Indigent defense systems are paid for by state governments, local governments, or a combination of both. As of fiscal year 2008, indigent defense services in 30 states were supported primarily or entirely through state funds; these states include Florida, Maryland, Missouri, New Hampshire, New Mexico, and Virginia. Indigent defense systems in 18 states (including Alabama, California, Georgia, Michigan, Nevada, New York, and Texas) rely on counties for more than half of their funding; in Utah and Pennsylvania, indigent defense services are funded entirely by county governments (Lefstein and Spangenberg 2009). Countyfunded systems have been criticized because they create the potential for varying levels of funding, access, and quality depending upon where a defendant lives (Justice Policy Institute 2011).

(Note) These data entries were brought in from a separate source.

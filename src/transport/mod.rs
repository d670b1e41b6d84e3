pub mod memory;
pub mod traits;
pub mod udp;

pub use memory::*;
pub use traits::*;
pub use udp::*;
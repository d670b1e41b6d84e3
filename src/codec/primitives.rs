//! Big-endian put/get helpers for the fixed-offset fields of SOME/IP and SD records.
//!
//! The caller owns the buffer and the offsets; every record type in this crate serializes into a
//! fixed-size array, so the offsets are constants that always lie inside the array.

#[inline]
pub fn put_u16(buf: &mut [u8], offset: usize, value: u16) {
    buf[offset..offset + 2].copy_from_slice(&value.to_be_bytes());
}

/// Writes the low 24 bits of `value`; the top byte is discarded.
#[inline]
pub fn put_u24(buf: &mut [u8], offset: usize, value: u32) {
    let bytes = value.to_be_bytes();
    buf[offset..offset + 3].copy_from_slice(&bytes[1..4]);
}

#[inline]
pub fn put_u32(buf: &mut [u8], offset: usize, value: u32) {
    buf[offset..offset + 4].copy_from_slice(&value.to_be_bytes());
}

#[inline]
pub fn get_u16(buf: &[u8], offset: usize) -> u16 {
    u16::from_be_bytes([buf[offset], buf[offset + 1]])
}

#[inline]
pub fn get_u24(buf: &[u8], offset: usize) -> u32 {
    u32::from_be_bytes([0, buf[offset], buf[offset + 1], buf[offset + 2]])
}

#[inline]
pub fn get_u32(buf: &[u8], offset: usize) -> u32 {
    u32::from_be_bytes([buf[offset], buf[offset + 1], buf[offset + 2], buf[offset + 3]])
}
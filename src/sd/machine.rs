use super::entries::{EntryType, ServiceEntry, TTL_MAX};
use super::options::Ipv4EndpointOption;
use super::packet::{SD_DEFAULT_PORT, SdHeader};
use super::parser::{self, EntryAction, ReceivedServices, SdError};
use super::registry::{RemoteService, RemoteServiceRegistry};
use crate::codec::primitives::put_u32;
use crate::codec::{SessionCounter, SessionHandling};
use crate::diagnostics::{DiagnosticSink, ErrorKind, header_fields};
use crate::message::{BuildError, MessageBuilder, PoolError, TxPool};
use crate::runtime::config::SdConfig;
use crate::transport::SomeIpTransport;
use log::{debug, info, warn};
use std::io;
use std::net::{Ipv4Addr, SocketAddr, SocketAddrV4};
use thiserror::Error;

#[derive(Debug, Error)]
pub enum DiscoveryError {
    #[error("local address {0} equals the sd multicast address")]
    AddressConflict(Ipv4Addr),
    #[error(transparent)]
    Parse(#[from] SdError),
    #[error(transparent)]
    Pool(#[from] PoolError),
    #[error(transparent)]
    Build(#[from] BuildError),
    #[error("sd send failed: {0}")]
    Io(#[from] io::Error),
}

/// A local service instance as announced in Offer entries.
#[derive(Debug, Clone, Copy, PartialEq, Eq)]
pub struct ServiceOffer {
    pub service_id: u16,
    pub instance_id: u16,
    pub major_version: u8,
    pub minor_version: u32,
    /// Where requests for the service go.
    pub endpoint: SocketAddrV4,
}

impl ServiceOffer {
    /// True if a Find entry asks for this instance (0xFFFF matches any instance).
    pub fn answers(&self, find: &ServiceEntry) -> bool {
        find.entry_type == EntryType::FindService
            && find.service_id == self.service_id
            && (find.instance_id == 0xFFFF || find.instance_id == self.instance_id)
    }
}

/// Process-wide SD state: addresses, session counters, reboot flag and the remote service cache.
pub struct ServiceDiscovery {
    transport: Box<dyn SomeIpTransport>,
    local_addr: Ipv4Addr,
    multicast_addr: Ipv4Addr,
    port: u16,
    multicast_session: SessionCounter,
    unicast_session: SessionCounter,
    reboot: bool,
    offer_ttl: u32,
    registry: RemoteServiceRegistry,
    received: ReceivedServices,
}

impl ServiceDiscovery {
    pub fn new(
        transport: Box<dyn SomeIpTransport>,
        local_addr: Ipv4Addr,
        config: &SdConfig,
        diag: &mut dyn DiagnosticSink,
    ) -> Result<Self, DiscoveryError> {
        if local_addr == config.multicast_ip {
            return Err(DiscoveryError::AddressConflict(local_addr));
        }

        let port = if config.port == 0 {
            warn!(target: "someip::sd", "sd port 0 configured, using {}", SD_DEFAULT_PORT);
            diag.report(ErrorKind::SdPortFallback, [0, u32::from(SD_DEFAULT_PORT), 0, 0, 0, 0]);
            SD_DEFAULT_PORT
        } else {
            config.port
        };

        // The wire field is 24 bits wide
        let offer_ttl = config.offer_ttl.min(TTL_MAX);
        if offer_ttl != config.offer_ttl {
            warn!(target: "someip::sd", "offer ttl {} exceeds 0x{:06x}, clamping", config.offer_ttl, TTL_MAX);
        }

        info!(target: "someip::sd", "sd on {} group {}:{}", local_addr, config.multicast_ip, port);
        Ok(ServiceDiscovery {
            transport,
            local_addr,
            multicast_addr: config.multicast_ip,
            port,
            multicast_session: SessionCounter::new(SessionHandling::Enabled),
            unicast_session: SessionCounter::new(SessionHandling::Enabled),
            reboot: true,
            offer_ttl,
            registry: RemoteServiceRegistry::new(config.max_remote_services),
            received: ReceivedServices::new(config.max_entries),
        })
    }

    pub fn local_addr(&self) -> Ipv4Addr {
        self.local_addr
    }

    pub fn port(&self) -> u16 {
        self.port
    }

    pub fn multicast_destination(&self) -> SocketAddrV4 {
        SocketAddrV4::new(self.multicast_addr, self.port)
    }

    /// Set until the multicast session counter has gone through one full cycle.
    pub fn reboot(&self) -> bool {
        self.reboot
    }

    pub fn ttl_timebase(&self) -> u64 {
        self.registry.ttl_timebase()
    }

    pub fn registry(&self) -> &RemoteServiceRegistry {
        &self.registry
    }

    pub fn transport(&self) -> &dyn SomeIpTransport {
        self.transport.as_ref()
    }

    pub fn lookup(&self, service_id: u16, instance_id: u16, major_version: u8) -> Option<&RemoteService> {
        self.registry.lookup(service_id, instance_id, major_version)
    }

    pub fn tick(&mut self, elapsed: u32) {
        self.registry.tick(elapsed);
    }

    /// Handles one datagram received on the SD socket and returns how many Find entries it
    /// carried. They stay available through [`find_requests`](Self::find_requests) until the next
    /// datagram.
    pub fn process_multicast(
        &mut self,
        data: &[u8],
        source: SocketAddr,
        diag: &mut dyn DiagnosticSink,
    ) -> Result<usize, DiscoveryError> {
        let (header, payload) = parser::parse_datagram(data, SessionHandling::Enabled).map_err(|e| {
            debug!(target: "someip::sd", "dropping sd datagram from {}: {}", source, e);
            e
        })?;

        if let Err(e) = parser::parse_payload(payload, &self.registry, &mut self.received) {
            if let SdError::UnsupportedOption(option_type) = e {
                let mut fields = header_fields(&header.header);
                fields[4] = u32::from(option_type);
                diag.report(ErrorKind::SdOptionTypeInvalid, fields);
            }
            debug!(target: "someip::sd", "rejecting sd payload from {}: {}", source, e);
            return Err(e.into());
        }

        self.registry.resolve(&self.received);
        Ok(self.received.provide_requests().count())
    }

    /// Find entries of the last processed datagram.
    pub fn find_requests(&self) -> impl Iterator<Item = &ServiceEntry> {
        self.received.provide_requests()
    }

    /// Answers every pending Find with a unicast Offer to `peer` for each matching local offer.
    /// Returns the number of Offers sent; failed sends are logged and skipped.
    pub fn answer_finds<'o, I>(
        &mut self,
        pool: &mut TxPool,
        offers: I,
        peer: SocketAddrV4,
        diag: &mut dyn DiagnosticSink,
    ) -> usize
    where
        I: Iterator<Item = &'o ServiceOffer> + Clone,
    {
        let mut answered = 0;
        for index in 0..self.received.capacity() {
            let Some(slot) = self.received.slots().get(index).copied() else {
                break;
            };
            if !slot.used || slot.entry_action != EntryAction::Provide {
                continue;
            }
            for offer in offers.clone().filter(|offer| offer.answers(&slot.entry)) {
                match self.send_offer(pool, offer, peer, diag) {
                    Ok(_) => answered += 1,
                    Err(e) => warn!(target: "someip::sd", "answering find from {} failed: {}", peer, e),
                }
            }
        }
        answered
    }

    pub fn send_offer(
        &mut self,
        pool: &mut TxPool,
        offer: &ServiceOffer,
        destination: SocketAddrV4,
        diag: &mut dyn DiagnosticSink,
    ) -> Result<usize, DiscoveryError> {
        self.send_offer_with_ttl(pool, offer, self.offer_ttl, destination, diag)
    }

    /// Offer with ttl 0.
    pub fn send_stop_offer(
        &mut self,
        pool: &mut TxPool,
        offer: &ServiceOffer,
        destination: SocketAddrV4,
        diag: &mut dyn DiagnosticSink,
    ) -> Result<usize, DiscoveryError> {
        self.send_offer_with_ttl(pool, offer, 0, destination, diag)
    }

    pub fn send_find(
        &mut self,
        pool: &mut TxPool,
        service_id: u16,
        instance_id: u16,
        major_version: u8,
        destination: SocketAddrV4,
        diag: &mut dyn DiagnosticSink,
    ) -> Result<usize, DiscoveryError> {
        let entry = ServiceEntry {
            entry_type: EntryType::FindService,
            service_id,
            instance_id,
            major_version,
            minor_version: 0xFFFF_FFFF,
            ttl: self.offer_ttl,
            ..Default::default()
        };
        self.send_entry(pool, &entry, None, destination, diag)
    }

    fn send_offer_with_ttl(
        &mut self,
        pool: &mut TxPool,
        offer: &ServiceOffer,
        ttl: u32,
        destination: SocketAddrV4,
        diag: &mut dyn DiagnosticSink,
    ) -> Result<usize, DiscoveryError> {
        let entry = ServiceEntry {
            entry_type: EntryType::OfferService,
            service_id: offer.service_id,
            instance_id: offer.instance_id,
            major_version: offer.major_version,
            minor_version: offer.minor_version,
            ttl,
            ..Default::default()
        }
        .with_options(0, 1);
        let option = Ipv4EndpointOption::udp(offer.endpoint);
        self.send_entry(pool, &entry, Some(&option), destination, diag)
    }

    fn next_session(&mut self, destination: SocketAddrV4) -> u16 {
        if *destination.ip() != self.multicast_addr {
            return self.unicast_session.next();
        }
        let session = self.multicast_session.next();
        if self.reboot && self.multicast_session.has_wrapped() {
            info!(target: "someip::sd", "multicast session wrapped, clearing reboot flag");
            self.reboot = false;
        }
        session
    }

    fn send_entry(
        &mut self,
        pool: &mut TxPool,
        entry: &ServiceEntry,
        option: Option<&Ipv4EndpointOption>,
        destination: SocketAddrV4,
        diag: &mut dyn DiagnosticSink,
    ) -> Result<usize, DiscoveryError> {
        let mut builder = MessageBuilder::init_sd(pool).map_err(|e| {
            diag.report(ErrorKind::TxPoolExhausted, [pool.capacity() as u32, 0, 0, 0, 0, 0]);
            e
        })?;

        let session = self.next_session(destination);
        let mut header = SdHeader::new(session, self.reboot, true);
        let result = self.write_and_send(&mut builder, &mut header, entry, option, destination, diag);

        if let Err(e) = builder.invalidate(pool) {
            diag.report(ErrorKind::TxMessageInvalidateFail, header_fields(&header.header));
            return Err(e.into());
        }
        result
    }

    fn write_and_send(
        &self,
        builder: &mut MessageBuilder,
        header: &mut SdHeader,
        entry: &ServiceEntry,
        option: Option<&Ipv4EndpointOption>,
        destination: SocketAddrV4,
        diag: &mut dyn DiagnosticSink,
    ) -> Result<usize, DiscoveryError> {
        let mut length = [0u8; 4];
        put_u32(&mut length, 0, ServiceEntry::LENGTH as u32);
        builder.put(&length)?;
        builder.put(&entry.serialize())?;

        let options_len = if option.is_some() { Ipv4EndpointOption::LENGTH } else { 0 };
        put_u32(&mut length, 0, options_len as u32);
        builder.put(&length)?;
        if let Some(option) = option {
            builder.put(&option.serialize())?;
        }

        let total = builder
            .finalize_sd(header, SessionHandling::Enabled)
            .map_err(|e| {
                diag.report(ErrorKind::FinalizeFail, header_fields(&header.header));
                e
            })?;

        self.transport
            .send(builder.as_bytes(), destination)
            .map_err(|e| {
                diag.report(ErrorKind::UdpTxFail, header_fields(&header.header));
                e
            })?;
        debug!(target: "someip::sd", "sent {:?} {:04x}.{:04x} ttl={} to {} ({} bytes)",
            entry.entry_type, entry.service_id, entry.instance_id, entry.ttl, destination, total);
        Ok(total)
    }
}
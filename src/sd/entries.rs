use crate::codec::primitives::{get_u16, get_u24, get_u32, put_u16, put_u24, put_u32};

/// Largest value the 24-bit TTL field can carry.
pub const TTL_MAX: u32 = 0x00FF_FFFF;

/// SD entry types. Only the Type 1 service entries are handled; eventgroup entries and anything
/// else decode as [`EntryType::Other`].
#[derive(Debug, Clone, Copy, PartialEq, Eq, Default)]
pub enum EntryType {
    #[default]
    FindService,
    /// OfferService with ttl > 0, StopOfferService with ttl = 0.
    OfferService,
    Other(u8),
}

impl From<u8> for EntryType {
    fn from(v: u8) -> Self {
        match v {
            0x00 => EntryType::FindService,
            0x01 => EntryType::OfferService,
            other => EntryType::Other(other),
        }
    }
}

impl From<EntryType> for u8 {
    fn from(et: EntryType) -> u8 {
        match et {
            EntryType::FindService => 0x00,
            EntryType::OfferService => 0x01,
            EntryType::Other(other) => other,
        }
    }
}

/// 16-byte SD Service Entry.
#[derive(Debug, Clone, Copy, PartialEq, Eq, Default)]
pub struct ServiceEntry {
    pub entry_type: EntryType,
    pub index_1: u8,
    pub index_2: u8,
    /// 4 bits on the wire.
    pub number_of_opts_1: u8,
    /// 4 bits on the wire.
    pub number_of_opts_2: u8,
    pub service_id: u16,
    pub instance_id: u16,
    pub major_version: u8,
    /// 24 bits on the wire, in seconds.
    pub ttl: u32,
    pub minor_version: u32,
}

impl ServiceEntry {
    pub const LENGTH: usize = 16;

    /// Find or Offer entry referencing a single option run; `None` for any other entry type.
    pub fn new(
        entry_type: EntryType,
        service_id: u16,
        instance_id: u16,
        major_version: u8,
        minor_version: u32,
        ttl: u32,
    ) -> Option<Self> {
        if matches!(entry_type, EntryType::Other(_)) {
            return None;
        }
        Some(ServiceEntry {
            entry_type,
            service_id,
            instance_id,
            major_version,
            minor_version,
            ttl: ttl.min(TTL_MAX),
            ..Default::default()
        })
    }

    /// Points the first option run at `count` options starting at `index`.
    pub fn with_options(mut self, index: u8, count: u8) -> Self {
        self.index_1 = index;
        self.number_of_opts_1 = count & 0x0F;
        self
    }

    pub fn is_offer(&self) -> bool {
        self.entry_type == EntryType::OfferService
    }

    pub fn serialize(&self) -> [u8; 16] {
        let mut buf = [0u8; 16];
        buf[0] = self.entry_type.into();
        buf[1] = self.index_1;
        buf[2] = self.index_2;
        buf[3] = (self.number_of_opts_1 << 4) | (self.number_of_opts_2 & 0x0F);
        put_u16(&mut buf, 4, self.service_id);
        put_u16(&mut buf, 6, self.instance_id);
        buf[8] = self.major_version;
        put_u24(&mut buf, 9, self.ttl);
        put_u32(&mut buf, 12, self.minor_version);
        buf
    }

    pub fn deserialize(buf: &[u8; 16]) -> Self {
        ServiceEntry {
            entry_type: buf[0].into(),
            index_1: buf[1],
            index_2: buf[2],
            number_of_opts_1: buf[3] >> 4,
            number_of_opts_2: buf[3] & 0x0F,
            service_id: get_u16(buf, 4),
            instance_id: get_u16(buf, 6),
            major_version: buf[8],
            ttl: get_u24(buf, 9),
            minor_version: get_u32(buf, 12),
        }
    }
}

Public Defender Tasks And Functions

The popular image of a criminal attorney centers upon the exchange of evidence and arguments in the confines of the courtroom. On one side is the prosecution; on the other, the defense. Each attorney calls witnesses, presents evidence to the judge and jury, and summarizes the case in closing arguments. For attorneys who represent indigent defendants, however, the popular view of the role of a criminal attorney is extremely myopic. Instead, the work of the defense team extends well beyond the courtroom, with defenders alternately wearing the hats of investigator, social worker, appellate attorney, and litigator.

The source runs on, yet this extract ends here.